There’s the tiny lies we tell ourselves – they’re acceptable and necessary (like “Of course money would make me a better person” and “I can totally imagine taking in foster children when I have my own family”). The small un-truths we tell friends and family are merely routine and expected (such as “You’re right mum, I’ll do that tomorrow, first thing” and “I had no idea this was a costume party, otherwise I definitely would have made the effort”). No one actually wants complete honesty, and if ever there was a time where the truth need not apply, it would be the time for dating.

Calliope, a gorgeous bi-racial butterfly, is looking to get back into the dating world, and so, being a modern woman, she’s taking the modern route. Hello online. Hello eHarmony.

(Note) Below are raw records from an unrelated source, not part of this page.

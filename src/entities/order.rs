use chrono::{DateTime, Utc};
use sea_orm::entity::prelude::*;
use serde::{Deserialize, Serialize};
use uuid::Uuid;

/// One line item of a transaction. Written once at creation and never mutated.
#[derive(Clone, Debug, PartialEq, Eq, DeriveEntityModel, Serialize, Deserialize)]
#[sea_orm(table_name = "orders")]
pub struct Model {
    #[sea_orm(primary_key, auto_increment = false)]
    pub id: Uuid,
    pub transaction_id: Uuid,
    pub menu_id: Uuid,
    pub quantity: i32,
    pub created_at: DateTime<Utc>,
    pub updated_at: DateTime<Utc>,
    pub deleted_at: Option<DateTime<Utc>>,
}

#[derive(Copy, Clone, Debug, EnumIter, DeriveRelation)]
pub enum Relation {
    #[sea_orm(
        belongs_to = "super::transaction::Entity",
        from = "Column::TransactionId",
        to = "super::transaction::Column::Id"
    )]
    Transaction,
    #[sea_orm(
        belongs_to = "super::menu::Entity",
        from = "Column::MenuId",
        to = "super::menu::Column::Id"
    )]
    Menu,
}

impl Related<super::transaction::Entity> for Entity {
    fn to() -> RelationDef {
        Relation::Transaction.def()
    }
}

impl Related<super::menu::Entity> for Entity {
    fn to() -> RelationDef {
        Relation::Menu.def()
    }
}

impl ActiveModelBehavior for ActiveModel {}
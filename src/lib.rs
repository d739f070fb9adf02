pub mod api;
pub mod auth;
pub mod cli;
pub mod jwt;

use axum::{Router, routing::get};
use std::sync::Arc;
use tokio::net::TcpListener;

use api::AccountProfile;
use auth::{AuthGate, Base64JsonLoginModel, BypassRules, DelimitedRoleDecoder};
use jwt::TokenCodec;

pub struct ServerConfig {
    /// Shared HMAC secret for token verification
    pub jwt_secret: Vec<u8>,
    /// Discovery document path, bypassed for read-only methods
    pub discovery_path: String,
    /// Discovery schema sub-resource path, bypassed for read-only methods
    pub schema_path: String,
    /// Status endpoint path, bypassed for read-only methods
    pub status_path: String,
    /// Login endpoint path, bypassed for any method. No route is mounted
    /// here; the surrounding deployment provides the login handler.
    pub login_path: String,
}

/// Create the application router with the given configuration.
///
/// Every route, including the bypassed ones, sits behind the gate; the
/// bypass rules are what let the public paths through.
pub fn create_app(config: &ServerConfig) -> Router {
    let codec = TokenCodec::new(&config.jwt_secret);

    let bypass = BypassRules::new()
        .read_only(&config.discovery_path)
        .read_only(&config.schema_path)
        .read_only(&config.status_path)
        .any_method(&config.login_path);

    let gate = Arc::new(AuthGate::new(
        codec,
        bypass,
        DelimitedRoleDecoder::default(),
        Base64JsonLoginModel::<AccountProfile>::new(),
    ));

    let router = Router::new()
        .route(&config.status_path, get(api::status))
        .route(&config.discovery_path, get(api::discovery_document))
        .route(&config.schema_path, get(api::discovery_schema))
        .route("/whoami", get(api::whoami));

    auth::protect(router, gate)
}

/// Run the server on the given listener. This function blocks until the
/// server exits.
pub async fn run_server(
    config: &ServerConfig,
    listener: TcpListener,
) -> Result<(), std::io::Error> {
    let app = create_app(config);
    axum::serve(listener, app).await
}
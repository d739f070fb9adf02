//! Token signing and verification.

use jsonwebtoken::{Algorithm, DecodingKey, EncodingKey, Header, Validation};
use serde::{Deserialize, Serialize};
use std::time::{SystemTime, UNIX_EPOCH};

/// Verified token claims.
///
/// `role` and `login_model` are opaque encoded payloads; the gate hands
/// them to the configured decoders without interpreting them.
#[derive(Debug, Clone, Serialize, Deserialize)]
pub struct Claims {
    /// Subject (login identifier)
    pub sub: String,
    /// Encoded role payload
    pub role: String,
    /// Encoded login-model payload
    #[serde(rename = "loginModel")]
    pub login_model: String,
    /// Issued at (Unix timestamp)
    pub iat: u64,
    /// Expiration time (Unix timestamp)
    pub exp: u64,
}

/// Token lifetime used when minting: 1 hour
pub const TOKEN_DURATION_SECS: u64 = 60 * 60;

/// Signs and verifies bearer tokens against a shared secret.
///
/// The secret is loaded once at startup; verification holds no mutable
/// state and is safe to call from concurrent requests.
#[derive(Clone)]
pub struct TokenCodec {
    encoding_key: EncodingKey,
    decoding_key: DecodingKey,
}

impl TokenCodec {
    /// Create a codec from the shared HMAC secret.
    pub fn new(secret: &[u8]) -> Self {
        Self {
            encoding_key: EncodingKey::from_secret(secret),
            decoding_key: DecodingKey::from_secret(secret),
        }
    }

    /// Mint a signed token carrying the given claim payloads.
    ///
    /// The gate never calls this; it exists for tests and operator
    /// tooling. Token issuance endpoints are out of scope.
    pub fn sign(&self, subject: &str, role: &str, login_model: &str) -> Result<String, TokenError> {
        let now = SystemTime::now()
            .duration_since(UNIX_EPOCH)
            .map_err(|_| TokenError::TimeError)?
            .as_secs();

        let claims = Claims {
            sub: subject.to_string(),
            role: role.to_string(),
            login_model: login_model.to_string(),
            iat: now,
            exp: now + TOKEN_DURATION_SECS,
        };

        jsonwebtoken::encode(&Header::default(), &claims, &self.encoding_key)
            .map_err(TokenError::Encoding)
    }

    /// Verify a token's signature and structure, returning its claims.
    ///
    /// A signature mismatch is an expected outcome, reported as
    /// [`TokenError::Signature`] rather than folded into a generic decode
    /// failure. Expiry is checked by the library against `exp`.
    pub fn verify(&self, token: &str) -> Result<Claims, TokenError> {
        let mut validation = Validation::new(Algorithm::HS256);
        validation.leeway = 0;

        let token_data = jsonwebtoken::decode::<Claims>(token, &self.decoding_key, &validation)
            .map_err(|e| match e.kind() {
                jsonwebtoken::errors::ErrorKind::InvalidSignature => TokenError::Signature,
                jsonwebtoken::errors::ErrorKind::ExpiredSignature => TokenError::Expired,
                _ => TokenError::Malformed(e),
            })?;

        Ok(token_data.claims)
    }
}

/// Errors that can occur during token operations.
#[derive(Debug)]
pub enum TokenError {
    /// Error encoding a token
    Encoding(jsonwebtoken::errors::Error),
    /// Signature does not match the shared secret
    Signature,
    /// Token is past its expiration time
    Expired,
    /// Any other structural or parse failure
    Malformed(jsonwebtoken::errors::Error),
    /// System time error
    TimeError,
}

impl std::fmt::Display for TokenError {
    fn fmt(&self, f: &mut std::fmt::Formatter<'_>) -> std::fmt::Result {
        match self {
            TokenError::Encoding(e) => write!(f, "Failed to encode token: {}", e),
            TokenError::Signature => write!(f, "Token signature mismatch"),
            TokenError::Expired => write!(f, "Token expired"),
            TokenError::Malformed(e) => write!(f, "Malformed token: {}", e),
            TokenError::TimeError => write!(f, "System time error"),
        }
    }
}

impl std::error::Error for TokenError {}
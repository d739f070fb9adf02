//! Axum wiring for the gate.

use std::sync::Arc;

use axum::{
    Router,
    body::Body,
    extract::State,
    http::Request,
    middleware::{self, Next},
    response::{IntoResponse, Response},
};

use super::context::SecurityContext;
use super::decoders::{LoginModelDecoder, RoleDecoder};
use super::errors::AuthError;
use super::gate::{AuthDecision, AuthGate};

/// Run every request through the gate before it reaches `router`.
///
/// # Example
/// ```ignore
/// let gate = Arc::new(AuthGate::new(codec, rules, roles, login_model));
/// let app = auth::protect(router, gate);
/// ```
pub fn protect<R, M>(router: Router, gate: Arc<AuthGate<R, M>>) -> Router
where
    R: RoleDecoder + Send + Sync + 'static,
    M: LoginModelDecoder + Send + Sync + 'static,
    R::Role: Clone + Send + Sync + 'static,
    M::Model: Clone + Send + Sync + 'static,
{
    router.layer(middleware::from_fn_with_state(gate, authenticate::<R, M>))
}

/// Authenticate one request and attach the resulting security context.
///
/// Rejections never reach the inner router; they render as the constant
/// 401 here. The failure kind is logged and goes no further.
async fn authenticate<R, M>(
    State(gate): State<Arc<AuthGate<R, M>>>,
    req: Request<Body>,
    next: Next,
) -> Response
where
    R: RoleDecoder + Send + Sync + 'static,
    M: LoginModelDecoder + Send + Sync + 'static,
    R::Role: Clone + Send + Sync + 'static,
    M::Model: Clone + Send + Sync + 'static,
{
    let (mut parts, body) = req.into_parts();

    match gate.authenticate(&parts) {
        AuthDecision::Bypass => {
            let ctx = SecurityContext::<R::Role, M::Model>::no_login(&parts);
            parts.extensions.insert(ctx);
            next.run(Request::from_parts(parts, body)).await
        }
        AuthDecision::Authorized(identity) => {
            parts
                .extensions
                .insert(SecurityContext::LoggedIn(identity));
            next.run(Request::from_parts(parts, body)).await
        }
        AuthDecision::Rejected(err) => {
            match err {
                AuthError::SignatureInvalid => {
                    tracing::debug!(path = %parts.uri.path(), "Token signature mismatch");
                }
                ref err => {
                    tracing::debug!(
                        path = %parts.uri.path(),
                        error = %err,
                        "Request rejected by authentication gate"
                    );
                }
            }
            err.into_response()
        }
    }
}
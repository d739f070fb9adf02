//! Axum extractors for handler-side access to the security context.

use axum::{
    extract::FromRequestParts,
    http::request::Parts,
    response::{IntoResponse, Response},
};

use super::context::{Identity, SecurityContext};
use super::errors::unauthorized_response;

/// Rejection for [`RequireLogin`]: the same constant 401 the gate emits.
#[derive(Debug)]
pub struct NotLoggedIn;

impl IntoResponse for NotLoggedIn {
    fn into_response(self) -> Response {
        unauthorized_response()
    }
}

/// Extractor for handlers that require a verified identity.
///
/// Rejects bypassed requests (their no-login context denies every
/// identity-requiring check) and requests on routes not behind the gate.
pub struct RequireLogin<Role, Model>(pub Identity<Role, Model>);

impl<S, Role, Model> FromRequestParts<S> for RequireLogin<Role, Model>
where
    S: Send + Sync,
    Role: Clone + Send + Sync + 'static,
    Model: Clone + Send + Sync + 'static,
{
    type Rejection = NotLoggedIn;

    async fn from_request_parts(parts: &mut Parts, _state: &S) -> Result<Self, Self::Rejection> {
        match parts.extensions.get::<SecurityContext<Role, Model>>() {
            Some(SecurityContext::LoggedIn(identity)) => Ok(RequireLogin(identity.clone())),
            _ => Err(NotLoggedIn),
        }
    }
}

/// Optional identity extractor - never fails.
/// Useful for handlers that also serve bypassed requests.
pub struct MaybeLogin<Role, Model>(pub Option<Identity<Role, Model>>);

impl<S, Role, Model> FromRequestParts<S> for MaybeLogin<Role, Model>
where
    S: Send + Sync,
    Role: Clone + Send + Sync + 'static,
    Model: Clone + Send + Sync + 'static,
{
    type Rejection = std::convert::Infallible;

    async fn from_request_parts(parts: &mut Parts, _state: &S) -> Result<Self, Self::Rejection> {
        let identity = match parts.extensions.get::<SecurityContext<Role, Model>>() {
            Some(SecurityContext::LoggedIn(identity)) => Some(identity.clone()),
            _ => None,
        };
        Ok(MaybeLogin(identity))
    }
}
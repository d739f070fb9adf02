//! Requests exempted from authentication.

use axum::http::Method;

/// Paths that skip authentication entirely.
///
/// Two rule classes: paths bypassed only under read-only methods
/// (discovery documents, status probes) and paths bypassed under any
/// method (the login endpoint, which must be reachable to obtain a token
/// in the first place). Built once at startup, immutable afterwards.
///
/// Matching is exact per normalized path: case-insensitive, with leading
/// and trailing slashes ignored.
#[derive(Debug, Clone, Default)]
pub struct BypassRules {
    read_only: Vec<String>,
    any_method: Vec<String>,
}

impl BypassRules {
    pub fn new() -> Self {
        Self::default()
    }

    /// Bypass `path` for read-only (GET/HEAD) requests.
    pub fn read_only(mut self, path: &str) -> Self {
        self.read_only.push(normalize(path));
        self
    }

    /// Bypass `path` for any request method.
    pub fn any_method(mut self, path: &str) -> Self {
        self.any_method.push(normalize(path));
        self
    }

    /// Whether a request to `path` with `method` skips authentication.
    pub fn matches(&self, method: &Method, path: &str) -> bool {
        let path = normalize(path);

        if self.any_method.iter().any(|p| *p == path) {
            return true;
        }

        is_read_only(method) && self.read_only.iter().any(|p| *p == path)
    }
}

fn is_read_only(method: &Method) -> bool {
    matches!(*method, Method::GET | Method::HEAD)
}

fn normalize(path: &str) -> String {
    path.trim_matches('/').to_ascii_lowercase()
}
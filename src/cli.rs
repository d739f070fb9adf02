//! CLI argument parsing, validation, and startup helpers.

use crate::ServerConfig;
use clap::Parser;
use tracing::error;

const MIN_JWT_SECRET_LENGTH: usize = 32;

#[derive(clap::ValueEnum, Clone, Debug, Default)]
pub enum LogFormat {
    #[default]
    Pretty,
    Json,
    Compact,
}

#[derive(Parser, Debug, Clone)]
#[command(
    name = "Authgate",
    about = "Bearer-token authentication gate in front of an API"
)]
pub struct Args {
    /// Port to listen on
    #[arg(short, long, default_value = "7302")]
    pub port: u16,

    /// Path to file containing the JWT secret. Prefer using JWT_SECRET env var instead
    #[arg(long)]
    pub jwt_secret_file: Option<String>,

    /// Discovery document path (bypassed for read-only methods)
    #[arg(long, default_value = "/openapi.json")]
    pub discovery_path: String,

    /// Discovery schema sub-resource path (bypassed for read-only methods)
    #[arg(long, default_value = "/openapi.json/schema")]
    pub schema_path: String,

    /// Status endpoint path (bypassed for read-only methods)
    #[arg(long, default_value = "/status")]
    pub status_path: String,

    /// Login endpoint path (bypassed for any method)
    #[arg(long, default_value = "/authentication")]
    pub login_path: String,

    /// Log output format
    #[arg(short, long, default_value = "pretty")]
    pub log_format: LogFormat,
}

/// Initialize logging based on the specified format.
pub fn init_logging(format: &LogFormat) {
    match format {
        LogFormat::Pretty => tracing_subscriber::fmt::init(),
        LogFormat::Json => tracing_subscriber::fmt().json().init(),
        LogFormat::Compact => tracing_subscriber::fmt().compact().init(),
    }
}

/// Resolve the token verification secret at startup.
///
/// Sources, in order: the JWT_SECRET environment variable, then the
/// file named by `--jwt-secret-file`. Returns None and logs an error
/// when neither yields a usable secret.
pub fn load_jwt_secret(jwt_secret_file: Option<&str>) -> Option<Vec<u8>> {
    let secret = match std::env::var("JWT_SECRET") {
        Ok(value) => {
            // Drop the variable so the secret is not inherited by
            // anything spawned later.
            // SAFETY: startup is still single-threaded here and nothing
            // else reads JWT_SECRET.
            unsafe { std::env::remove_var("JWT_SECRET") };
            value.into_bytes()
        }
        Err(_) => {
            let Some(path) = jwt_secret_file else {
                error!(
                    "No JWT secret configured. Set JWT_SECRET (recommended) or pass --jwt-secret-file"
                );
                return None;
            };
            match std::fs::read_to_string(path) {
                Ok(contents) => contents.trim().as_bytes().to_vec(),
                Err(e) => {
                    error!(path = %path, error = %e, "Could not read the JWT secret file");
                    return None;
                }
            }
        }
    };

    if secret.len() < MIN_JWT_SECRET_LENGTH {
        error!(
            minimum = MIN_JWT_SECRET_LENGTH,
            "JWT secret is too short to be safe"
        );
        return None;
    }

    Some(secret)
}

/// Build ServerConfig from parsed arguments.
/// Returns None and logs an error if any bypass path is unusable.
pub fn build_config(args: &Args, jwt_secret: Vec<u8>) -> Option<ServerConfig> {
    let paths = [
        ("--discovery-path", &args.discovery_path),
        ("--schema-path", &args.schema_path),
        ("--status-path", &args.status_path),
        ("--login-path", &args.login_path),
    ];

    for (option, path) in paths {
        if let Err(reason) = check_bypass_path(path) {
            error!(option = option, path = %path, "{}", reason);
            return None;
        }
    }

    Some(ServerConfig {
        jwt_secret,
        discovery_path: args.discovery_path.clone(),
        schema_path: args.schema_path.clone(),
        status_path: args.status_path.clone(),
        login_path: args.login_path.clone(),
    })
}

fn check_bypass_path(path: &str) -> Result<(), &'static str> {
    let Some(rest) = path.strip_prefix('/') else {
        return Err("bypass path must be absolute");
    };

    if rest.is_empty() || rest.ends_with('/') {
        return Err("bypass path must name a resource, with no trailing slash");
    }

    if !rest.chars().all(|c| c.is_ascii_graphic()) {
        return Err("bypass path may only contain printable ASCII");
    }

    Ok(())
}
//! The authentication decision for a single request.

use axum::http::{header, request::Parts};

use super::bypass::BypassRules;
use super::context::Identity;
use super::decoders::{LoginModelDecoder, RoleDecoder};
use super::errors::AuthError;
use crate::jwt::{TokenCodec, TokenError};

/// Fixed `Authorization` header prefix, with exactly one trailing space.
pub const AUTH_HEADER_VALUE_PREFIX: &str = "Bearer ";

/// Query parameter consulted when no `Authorization` header is present.
pub const TOKEN_QUERY_PARAM: &str = "token";

/// Outcome of authenticating one request.
#[derive(Debug)]
pub enum AuthDecision<Role, Model> {
    /// Request matches a bypass rule; proceed with a no-login context.
    Bypass,
    /// Token verified and decoded; proceed with this identity.
    Authorized(Identity<Role, Model>),
    /// Request must not proceed.
    Rejected(AuthError),
}

/// Per-request authentication gate.
///
/// Holds the token codec, the bypass rules, and one decoder for each of
/// the two opaque claim payloads, all fixed at startup. `authenticate`
/// performs no I/O and mutates nothing, so one gate instance serves
/// concurrent requests.
pub struct AuthGate<R, M> {
    codec: TokenCodec,
    bypass: BypassRules,
    role_decoder: R,
    login_model_decoder: M,
}

impl<R, M> AuthGate<R, M>
where
    R: RoleDecoder,
    M: LoginModelDecoder,
{
    pub fn new(
        codec: TokenCodec,
        bypass: BypassRules,
        role_decoder: R,
        login_model_decoder: M,
    ) -> Self {
        Self {
            codec,
            bypass,
            role_decoder,
            login_model_decoder,
        }
    }

    /// Decide whether this request head is bypassed, authorized, or
    /// rejected.
    ///
    /// Every internal failure (missing token, bad signature, decode
    /// failure) collapses to `Rejected`; the variants stay distinct for
    /// logging only.
    pub fn authenticate(&self, parts: &Parts) -> AuthDecision<R::Role, M::Model> {
        if self.bypass.matches(&parts.method, parts.uri.path()) {
            return AuthDecision::Bypass;
        }

        let token = match locate_token(parts) {
            Ok(token) => token,
            Err(e) => return AuthDecision::Rejected(e),
        };

        let claims = match self.codec.verify(&token) {
            Ok(claims) => claims,
            Err(TokenError::Signature) => {
                return AuthDecision::Rejected(AuthError::SignatureInvalid);
            }
            Err(_) => return AuthDecision::Rejected(AuthError::MalformedToken),
        };

        let roles = match self.role_decoder.decode_roles(&claims.role) {
            Ok(roles) => roles,
            Err(e) => return AuthDecision::Rejected(AuthError::ClaimDecode(e)),
        };

        let login_model = match self
            .login_model_decoder
            .decode_login_model(parts, &claims.login_model)
        {
            Ok(model) => model,
            Err(e) => return AuthDecision::Rejected(AuthError::ClaimDecode(e)),
        };

        AuthDecision::Authorized(Identity::new(claims.sub, roles, login_model))
    }
}

/// Find the raw token for a request.
///
/// The `Authorization` header takes precedence: when present it must
/// carry the exact `Bearer ` prefix and a non-empty token, and a header
/// that fails those checks rejects the request rather than falling back
/// to the query parameter.
fn locate_token(parts: &Parts) -> Result<String, AuthError> {
    if let Some(value) = parts.headers.get(header::AUTHORIZATION) {
        let value = value.to_str().map_err(|_| AuthError::MalformedToken)?;
        let token = value
            .strip_prefix(AUTH_HEADER_VALUE_PREFIX)
            .ok_or(AuthError::MalformedToken)?;
        if token.is_empty() {
            return Err(AuthError::MissingToken);
        }
        return Ok(token.to_string());
    }

    let token = query_token(parts).ok_or(AuthError::MissingToken)?;
    if token.is_empty() {
        return Err(AuthError::MissingToken);
    }
    Ok(token)
}

fn query_token(parts: &Parts) -> Option<String> {
    let query = parts.uri.query()?;
    url::form_urlencoded::parse(query.as_bytes())
        .into_owned()
        .find(|(key, _)| key == TOKEN_QUERY_PARAM)
        .map(|(_, value)| value)
}

#[cfg(test)]
mod tests {
    use super::*;
    use crate::auth::decoders::{Base64JsonLoginModel, DelimitedRoleDecoder};
    use axum::http::{Method, Request};
    use base64::Engine;
    use base64::engine::general_purpose::URL_SAFE_NO_PAD;

    const SECRET: &[u8] = b"test-secret-key-for-testing";

    fn gate() -> AuthGate<DelimitedRoleDecoder, Base64JsonLoginModel<serde_json::Value>> {
        let bypass = BypassRules::new()
            .read_only("/status")
            .any_method("/authentication");
        AuthGate::new(
            TokenCodec::new(SECRET),
            bypass,
            DelimitedRoleDecoder::default(),
            Base64JsonLoginModel::new(),
        )
    }

    fn model_payload() -> String {
        URL_SAFE_NO_PAD.encode(br#"{"login":"alice"}"#)
    }

    fn token(role: &str, login_model: &str) -> String {
        TokenCodec::new(SECRET)
            .sign("alice", role, login_model)
            .unwrap()
    }

    fn parts(method: Method, uri: &str, auth_header: Option<&str>) -> Parts {
        let mut builder = Request::builder().method(method).uri(uri);
        if let Some(value) = auth_header {
            builder = builder.header(header::AUTHORIZATION, value);
        }
        builder.body(()).unwrap().into_parts().0
    }

    #[test]
    fn test_bypass_ignores_credentials() {
        // Junk header must not matter on a bypassed path
        let parts = parts(Method::GET, "/status", Some("Bearer garbage"));
        assert!(matches!(gate().authenticate(&parts), AuthDecision::Bypass));
    }

    #[test]
    fn test_login_path_bypassed_for_post() {
        let parts = parts(Method::POST, "/authentication", None);
        assert!(matches!(gate().authenticate(&parts), AuthDecision::Bypass));
    }

    #[test]
    fn test_no_token_rejected() {
        let parts = parts(Method::GET, "/orders", None);
        match gate().authenticate(&parts) {
            AuthDecision::Rejected(AuthError::MissingToken) => {}
            other => panic!("expected MissingToken, got {:?}", other),
        }
    }

    #[test]
    fn test_valid_header_token_authorized() {
        let token = token("admin,user", &model_payload());
        let parts = parts(
            Method::GET,
            "/orders",
            Some(&format!("Bearer {}", token)),
        );

        match gate().authenticate(&parts) {
            AuthDecision::Authorized(identity) => {
                assert_eq!(identity.login(), "alice");
                assert_eq!(identity.roles(), ["admin", "user"]);
                assert_eq!(identity.login_model()["login"], "alice");
            }
            other => panic!("expected Authorized, got {:?}", other),
        }
    }

    #[test]
    fn test_valid_query_token_authorized() {
        let token = token("user", &model_payload());
        let parts = parts(Method::GET, &format!("/orders?token={}", token), None);

        match gate().authenticate(&parts) {
            AuthDecision::Authorized(identity) => {
                assert_eq!(identity.login(), "alice");
                assert_eq!(identity.roles(), ["user"]);
            }
            other => panic!("expected Authorized, got {:?}", other),
        }
    }

    #[test]
    fn test_header_takes_precedence_over_query() {
        // Valid query token, broken header: the header wins and rejects
        let valid = token("user", &model_payload());
        let parts = parts(
            Method::GET,
            &format!("/orders?token={}", valid),
            Some("Bearer tampered-token"),
        );
        assert!(matches!(
            gate().authenticate(&parts),
            AuthDecision::Rejected(_)
        ));
    }

    #[test]
    fn test_valid_header_with_garbage_query_authorized() {
        let valid = token("user", &model_payload());
        let parts = parts(
            Method::GET,
            "/orders?token=garbage",
            Some(&format!("Bearer {}", valid)),
        );
        assert!(matches!(
            gate().authenticate(&parts),
            AuthDecision::Authorized(_)
        ));
    }

    #[test]
    fn test_tampered_signature_rejected() {
        let token = token("user", &model_payload());
        let (head, signature) = token.rsplit_once('.').unwrap();
        let flipped = if signature.as_bytes()[0] == b'A' { 'B' } else { 'A' };
        let token = format!("{}.{}{}", head, flipped, &signature[1..]);

        let parts = parts(Method::GET, "/orders", Some(&format!("Bearer {}", token)));
        match gate().authenticate(&parts) {
            AuthDecision::Rejected(AuthError::SignatureInvalid) => {}
            other => panic!("expected SignatureInvalid, got {:?}", other),
        }
    }

    #[test]
    fn test_wrong_scheme_rejected_as_malformed() {
        let parts = parts(Method::GET, "/orders", Some("Basic YWxpY2U6cHc="));
        match gate().authenticate(&parts) {
            AuthDecision::Rejected(AuthError::MalformedToken) => {}
            other => panic!("expected MalformedToken, got {:?}", other),
        }
    }

    #[test]
    fn test_prefix_is_case_sensitive() {
        let token = token("user", &model_payload());
        let parts = parts(Method::GET, "/orders", Some(&format!("bearer {}", token)));
        match gate().authenticate(&parts) {
            AuthDecision::Rejected(AuthError::MalformedToken) => {}
            other => panic!("expected MalformedToken, got {:?}", other),
        }
    }

    #[test]
    fn test_empty_bearer_token_missing() {
        let parts = parts(Method::GET, "/orders", Some("Bearer "));
        match gate().authenticate(&parts) {
            AuthDecision::Rejected(AuthError::MissingToken) => {}
            other => panic!("expected MissingToken, got {:?}", other),
        }
    }

    #[test]
    fn test_empty_query_token_missing() {
        let parts = parts(Method::GET, "/orders?token=", None);
        match gate().authenticate(&parts) {
            AuthDecision::Rejected(AuthError::MissingToken) => {}
            other => panic!("expected MissingToken, got {:?}", other),
        }
    }

    #[test]
    fn test_undecodable_role_claim_rejected() {
        let token = token("", &model_payload());
        let parts = parts(Method::GET, "/orders", Some(&format!("Bearer {}", token)));
        match gate().authenticate(&parts) {
            AuthDecision::Rejected(AuthError::ClaimDecode(_)) => {}
            other => panic!("expected ClaimDecode, got {:?}", other),
        }
    }

    #[test]
    fn test_undecodable_login_model_rejected() {
        let token = token("user", "not base64!!!");
        let parts = parts(Method::GET, "/orders", Some(&format!("Bearer {}", token)));
        match gate().authenticate(&parts) {
            AuthDecision::Rejected(AuthError::ClaimDecode(_)) => {}
            other => panic!("expected ClaimDecode, got {:?}", other),
        }
    }

    #[test]
    fn test_repeat_authentication_is_idempotent() {
        let token = token("admin", &model_payload());
        let gate = gate();

        let first = parts(Method::GET, "/orders", Some(&format!("Bearer {}", token)));
        let second = parts(Method::GET, "/orders", Some(&format!("Bearer {}", token)));

        match (gate.authenticate(&first), gate.authenticate(&second)) {
            (AuthDecision::Authorized(a), AuthDecision::Authorized(b)) => assert_eq!(a, b),
            other => panic!("expected two Authorized outcomes, got {:?}", other),
        }
    }
}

This most ancient of sports has always been light on facts, and heavy on initial impressions. But technology has now given us new ways to mislead at first-profile site. And so, as Calliope opened up her page for Peta and I to view her potential love connections, we couldn’t help but point out an obvious flaw in her handiwork

PETA: But Cally… you’re not white.

CALLIOPE: I know.

P: You’ve said you are on your profile – you’ve selected white.

C: I didn’t really like any of the other options…

P: So when you actually meet them, are you just planning on telling them you have a really good tan?

C: Maybe they won’t notice.

P: Yes, yes they will.

ME: Hang on, won’t they notice when you put up a photo of yourself?

C: I don’t really want to put a photo of myself up. I don’t want guys to decide by what I look like.

ME: Didn’t the 3 of us just decide you should reject a guy because it looked like he was posing as David Caruso in CSI: Miami?


After some negotiation, and a brief flirtation with the idea of adding my albino visage to her profile, Cally opted to tick a more racially accurate box. But how honest must we be when it comes to online dating? If the answer is, only as honest as we would be in real life dating, then perhaps Cally is in the clear. As long as she never actually meets the people she’s dating. Unless it’s the Eastern European Horatio Caine who seemed all set to solve crime while crouching in an unknown garden somewhere – according to all available evidence he never removes his sunglasses, and thus might never notice Cally’s pigment deception.

Horatio has no hope though – Calliope has established as least one rule in her quest for love. CSI need not apply.